Meningkatnya gaya hidup yang
ada di tengah masyarakat masa kini tentu membuat Anda dan setiap orang lebih
menginginkan materi. Bahkan segala macam jenis pekerjaan akan dilakukan demi
mendapatkan materi secara lebih. Uang tidak hanya digunakan untuk membeli
kebutuhan saja tetapi juga untuk membeli segala hal yang berkaitan dengan gaya
hidup. Oleh sebab itu masyarakat masa kini cenderung mengutamakan pekerjaan dan
peduli materialisme daripada hal lainnya.
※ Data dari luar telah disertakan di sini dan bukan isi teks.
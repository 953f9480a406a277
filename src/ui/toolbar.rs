use egui::{menu, RichText, Ui};

use crate::app::SitelineApp;
use crate::model::{OverlayKind, ViewMode};
use crate::ui::theme;

/// Render the top toolbar / menu bar.
pub fn show_toolbar(app: &mut SitelineApp, ui: &mut Ui) {
    menu::bar(ui, |ui| {
        ui.menu_button(RichText::new("  File  ").font(theme::font_menu()), |ui| {
            if ui.button("  New Schedule").clicked() {
                app.new_schedule();
                ui.close_menu();
            }
            if ui.button("  Open...").clicked() {
                app.open_schedule();
                ui.close_menu();
            }
            ui.separator();
            if ui.button("  Save          Ctrl+S").clicked() {
                app.save_schedule();
                ui.close_menu();
            }
            if ui.button("  Save As...").clicked() {
                app.save_schedule_as();
                ui.close_menu();
            }
            ui.separator();
            if ui.button("  Import CSV...").clicked() {
                app.import_csv();
                ui.close_menu();
            }
            if ui.button("  Export CSV...").clicked() {
                app.export_csv();
                ui.close_menu();
            }
            ui.separator();
            if ui.button("  Open Config Folder").clicked() {
                if let Some(dir) = crate::io::Settings::config_dir() {
                    let _ = open::that(&dir);
                }
                ui.close_menu();
            }
        });

        ui.menu_button(RichText::new("  View  ").font(theme::font_menu()), |ui| {
            ui.label(RichText::new("Granularity").small().weak());
            for mode in ViewMode::ALL {
                if ui
                    .radio_value(&mut app.view_mode, mode, mode.label())
                    .clicked()
                {
                    ui.close_menu();
                }
            }
            ui.separator();
            if ui
                .button(format!(
                    "  {}  Go to Today      Ctrl+T",
                    egui_phosphor::regular::CROSSHAIR
                ))
                .clicked()
            {
                app.go_to_today(true);
                ui.close_menu();
            }
            if ui
                .button(format!(
                    "  {}  Next Milestone",
                    egui_phosphor::regular::FLAG
                ))
                .clicked()
            {
                app.go_to_next_milestone();
                ui.close_menu();
            }
            if ui.button("  Schedule Start").clicked() {
                app.go_to_schedule_start();
                ui.close_menu();
            }
        });

        ui.menu_button(RichText::new("  Overlays  ").font(theme::font_menu()), |ui| {
            let states: Vec<(OverlayKind, bool)> = app.overlays.iter().collect();
            for (kind, enabled) in states {
                let mut on = enabled;
                let label = format!("{}  {}", kind.icon(), kind.label());
                if ui.checkbox(&mut on, label).changed() {
                    app.overlays.toggle(kind);
                }
            }
        });

        ui.menu_button(RichText::new("  Help  ").font(theme::font_menu()), |ui| {
            if ui.button("About").clicked() {
                app.show_about = true;
                ui.close_menu();
            }
            if ui.button("CSV Import Format").clicked() {
                app.show_csv_help = true;
                ui.close_menu();
            }
        });

        // Right-aligned schedule name
        ui.with_layout(egui::Layout::right_to_left(egui::Align::Center), |ui| {
            let modified = if app.file_path.is_some() { "" } else { " (unsaved)" };
            ui.label(
                RichText::new(format!("{}{}", app.schedule.name, modified))
                    .size(11.0)
                    .weak(),
            );
        });
    });
}
#![cfg_attr(not(debug_assertions), windows_subsystem = "windows")]

mod app;
mod io;
mod model;
mod ui;

use tracing_subscriber::EnvFilter;

fn main() -> eframe::Result<()> {
    tracing_subscriber::fmt()
        .with_env_filter(
            EnvFilter::try_from_default_env().unwrap_or_else(|_| EnvFilter::new("siteline=info")),
        )
        .init();

    let options = eframe::NativeOptions {
        viewport: egui::ViewportBuilder::default()
            .with_inner_size([1280.0, 720.0])
            .with_min_inner_size([800.0, 400.0])
            .with_title("Siteline"),
        ..Default::default()
    };

    eframe::run_native(
        "Siteline",
        options,
        Box::new(|cc| Ok(Box::new(app::SitelineApp::new(cc)))),
    )
}
use egui::{Color32, Id, RichText, Ui};
use uuid::Uuid;

use crate::model::task::{Dependency, Task, Trade};
use crate::ui::theme;

/// Actions the editor can request.
pub enum EditorAction {
    None,
    Changed,
    RemoveDependency(Uuid, Uuid),
    AddDependency(Dependency),
}

fn field_label(ui: &mut Ui, text: &str) {
    ui.label(
        RichText::new(text)
            .size(10.0)
            .color(theme::TEXT_DIM)
            .strong(),
    );
}

/// Render an inline editor for the selected task, including its
/// predecessor links.
pub fn show_task_editor(
    task: &mut Task,
    all_tasks: &[Task],
    dependencies: &[Dependency],
    ui: &mut Ui,
) -> EditorAction {
    let mut action = EditorAction::None;
    let task_id = task.id;

    ui.add_space(6.0);
    ui.label(
        RichText::new("Edit Task")
            .strong()
            .size(13.0)
            .color(theme::TEXT_PRIMARY),
    );
    ui.add_space(4.0);

    let frame = egui::Frame {
        fill: theme::BG_DARK,
        rounding: egui::Rounding::same(5.0),
        inner_margin: egui::Margin::same(8.0),
        outer_margin: egui::Margin::ZERO,
        stroke: egui::Stroke::new(1.0, theme::BORDER_SUBTLE),
        shadow: egui::epaint::Shadow::NONE,
    };

    frame.show(ui, |ui| {
        ui.spacing_mut().item_spacing.y = 6.0;
        ui.visuals_mut().extreme_bg_color = theme::BG_FIELD;

        field_label(ui, "Title");
        let title_edit = ui.add_sized(
            [ui.available_width(), 24.0],
            egui::TextEdit::singleline(&mut task.title)
                .font(egui::FontId::proportional(12.0))
                .text_color(theme::TEXT_PRIMARY),
        );
        if title_edit.changed() {
            action = EditorAction::Changed;
        }

        ui.add_space(2.0);

        field_label(ui, "Trade");
        egui::ComboBox::from_id_salt("trade_combo")
            .selected_text(RichText::new(task.trade.label()).size(11.0))
            .width(ui.available_width())
            .show_ui(ui, |ui| {
                for trade in Trade::ALL {
                    if ui
                        .selectable_value(&mut task.trade, trade, trade.label())
                        .changed()
                    {
                        task.color = trade.color();
                        action = EditorAction::Changed;
                    }
                }
            });

        ui.add_space(2.0);

        // ── Dates ───────────────────────────────────────────────────
        if task.is_milestone {
            field_label(ui, "Date");
            let resp = ui.add(egui_extras::DatePickerButton::new(&mut task.due).id_salt("dp_due"));
            if resp.changed() {
                action = EditorAction::Changed;
            }
        } else {
            ui.horizontal(|ui| {
                ui.vertical(|ui| {
                    field_label(ui, "Start");
                    match task.start {
                        Some(mut start) => {
                            let resp = ui.add(
                                egui_extras::DatePickerButton::new(&mut start).id_salt("dp_start"),
                            );
                            if resp.changed() {
                                if start > task.due {
                                    task.due = start;
                                }
                                task.start = Some(start);
                                action = EditorAction::Changed;
                            }
                        }
                        None => {
                            if ui.button("Schedule...").clicked() {
                                task.start = Some(task.due);
                                action = EditorAction::Changed;
                            }
                        }
                    }
                });

                ui.add_space(8.0);

                ui.vertical(|ui| {
                    field_label(ui, "Due");
                    let resp =
                        ui.add(egui_extras::DatePickerButton::new(&mut task.due).id_salt("dp_due"));
                    if resp.changed() {
                        if let Some(start) = task.start {
                            if task.due < start {
                                task.start = Some(task.due);
                            }
                        }
                        action = EditorAction::Changed;
                    }
                });
            });
        }

        ui.add_space(2.0);

        if !task.is_milestone {
            field_label(ui, "Progress");
            let slider = egui::Slider::new(&mut task.progress, 0.0..=1.0)
                .custom_formatter(|v, _| format!("{:.0}%", v * 100.0))
                .custom_parser(|s| {
                    let s = s.trim().trim_end_matches('%');
                    s.parse::<f64>().ok().map(|v| v / 100.0)
                });
            if ui.add_sized([ui.available_width(), 20.0], slider).changed() {
                action = EditorAction::Changed;
            }
            ui.add_space(2.0);
        }

        // ── Crew / equipment ──────────────────────────────────────────
        field_label(ui, "Crew");
        let mut crew = task.crew.clone().unwrap_or_default();
        let crew_resp = ui.add_sized(
            [ui.available_width(), 22.0],
            egui::TextEdit::singleline(&mut crew).hint_text("Unassigned"),
        );
        if crew_resp.changed() {
            task.crew = (!crew.is_empty()).then_some(crew);
            action = EditorAction::Changed;
        }

        field_label(ui, "Equipment");
        let mut equipment = task.equipment.clone().unwrap_or_default();
        let equip_resp = ui.add_sized(
            [ui.available_width(), 22.0],
            egui::TextEdit::singleline(&mut equipment).hint_text("None reserved"),
        );
        if equip_resp.changed() {
            task.equipment = (!equipment.is_empty()).then_some(equipment);
            action = EditorAction::Changed;
        }

        ui.add_space(2.0);

        ui.horizontal(|ui| {
            if ui
                .checkbox(&mut task.weather_sensitive, "Weather sensitive")
                .changed()
            {
                action = EditorAction::Changed;
            }
        });
        ui.horizontal(|ui| {
            let mut is_milestone = task.is_milestone;
            if ui.checkbox(&mut is_milestone, "Milestone").changed() {
                task.is_milestone = is_milestone;
                if is_milestone {
                    task.start = None;
                }
                action = EditorAction::Changed;
            }
        });

        ui.add_space(2.0);

        field_label(ui, "Notes");
        let notes_resp = ui.add_sized(
            [ui.available_width(), 50.0],
            egui::TextEdit::multiline(&mut task.notes)
                .font(egui::FontId::proportional(11.0))
                .text_color(theme::TEXT_SECONDARY)
                .hint_text("Site notes, RFIs, hold points..."),
        );
        if notes_resp.changed() {
            action = EditorAction::Changed;
        }

        ui.add_space(2.0);

        field_label(ui, "Color");
        ui.horizontal_wrapped(|ui| {
            ui.spacing_mut().item_spacing = egui::vec2(4.0, 4.0);
            for color in theme::task_palette() {
                let is_current = task.color == color;
                let size = if is_current { 20.0 } else { 16.0 };
                let (rect, resp) =
                    ui.allocate_exact_size(egui::vec2(size, size), egui::Sense::click());

                ui.painter()
                    .rect_filled(rect, egui::Rounding::same(3.0), color);
                if is_current {
                    ui.painter().rect_stroke(
                        rect.expand(1.0),
                        egui::Rounding::same(4.0),
                        egui::Stroke::new(2.0, Color32::WHITE),
                    );
                }

                if resp.clicked() {
                    task.color = color;
                    action = EditorAction::Changed;
                }
            }
        });

        ui.add_space(4.0);
        ui.separator();
        ui.add_space(2.0);

        // ── Predecessors ─────────────────────────────────────────────
        field_label(ui, "Predecessors");
        ui.add_space(2.0);

        let incoming: Vec<&Dependency> = dependencies
            .iter()
            .filter(|d| d.successor == task_id)
            .collect();
        if incoming.is_empty() {
            ui.label(
                RichText::new("Starts independently")
                    .size(9.5)
                    .color(theme::TEXT_DIM),
            );
        } else {
            for dep in &incoming {
                let pred_title = all_tasks
                    .iter()
                    .find(|t| t.id == dep.predecessor)
                    .map(|t| t.title.clone())
                    .unwrap_or_else(|| "?".to_string());
                ui.horizontal(|ui| {
                    ui.label(
                        RichText::new(format!(
                            "{} {}",
                            egui_phosphor::regular::ARROW_RIGHT,
                            pred_title
                        ))
                        .size(11.0)
                        .color(theme::TEXT_SECONDARY),
                    );
                    ui.with_layout(egui::Layout::right_to_left(egui::Align::Center), |ui| {
                        let del = ui.add(
                            egui::Button::new(
                                RichText::new(egui_phosphor::regular::X)
                                    .size(9.0)
                                    .color(theme::TEXT_DIM),
                            )
                            .frame(false),
                        );
                        if del.on_hover_text("Remove link").clicked() {
                            action =
                                EditorAction::RemoveDependency(dep.predecessor, dep.successor);
                        }
                    });
                });
            }
        }

        // Candidates: any other task not already linked as a predecessor.
        let linked: Vec<Uuid> = incoming.iter().map(|d| d.predecessor).collect();
        let candidates: Vec<(Uuid, String)> = all_tasks
            .iter()
            .filter(|t| t.id != task_id && !linked.contains(&t.id))
            .map(|t| (t.id, t.title.clone()))
            .collect();

        if !candidates.is_empty() {
            let picker_id = Id::new(("pred-picker", task_id));
            let mut picked: Option<Uuid> =
                ui.ctx().data_mut(|d| d.get_temp(picker_id)).flatten();

            let picked_label = picked
                .and_then(|id| candidates.iter().find(|(cid, _)| *cid == id))
                .map(|(_, title)| title.clone())
                .unwrap_or_else(|| "— pick task —".to_string());

            ui.horizontal(|ui| {
                let combo_w = (ui.available_width() - 30.0).clamp(60.0, 220.0);
                egui::ComboBox::from_id_salt("new-pred")
                    .selected_text(RichText::new(&picked_label).size(11.0))
                    .width(combo_w)
                    .show_ui(ui, |ui| {
                        for (cid, ctitle) in &candidates {
                            if ui
                                .selectable_label(picked == Some(*cid), ctitle.as_str())
                                .clicked()
                            {
                                picked = Some(*cid);
                            }
                        }
                    });

                let can_add = picked.is_some();
                let btn = egui::Button::new(
                    RichText::new(egui_phosphor::regular::PLUS)
                        .size(12.0)
                        .color(Color32::WHITE),
                )
                .fill(if can_add { theme::ACCENT } else { theme::BG_FIELD })
                .rounding(egui::Rounding::same(4.0));
                if ui.add_enabled(can_add, btn).clicked() {
                    if let Some(predecessor) = picked {
                        action = EditorAction::AddDependency(Dependency {
                            predecessor,
                            successor: task_id,
                        });
                        picked = None;
                    }
                }
            });

            ui.ctx().data_mut(|d| d.insert_temp(picker_id, picked));
        }
    });

    action
}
3) Berkembangnya hedonisme.
Hedonisme pada dasarnya
merupakan pandangan hidup yang beranggapan bahwa tujuan utama dari hidup adalah
kesenangan dan kenikmatan materi belaka. Hidup akan selalu dinikmati sampai
habis-habisan karena penganut faham hedonisme berpikiran bahwa hidup ini hanya
sekali saja. Jadi hidup ini cenderung untuk diisi dengan berbagai hal yang
menyenangkan seperti dengan pesta pora dan bersenang-senang.
4) Adanya pragmatisme.
Pandangan pragmatisme
sebenarnya merupakan sikap yang menilai sesuatu dilihat dari keuntungan atau
kerugian yang akan diperoleh diri sendiri. Bahkan menolong orang lain juga bisa
saja dilakukan dengan sikap pamrih. Hal ini terjadi karena adanya kemajuan
zaman yang menyebabkan nilai gotong-royong dan tolong-menolong semakin
berkurang. Segala sesuatu yang dilakukan oleh seseorang selalu terpaut dengan
adanya motif berupa keuntungan bagi dirinya sendiri.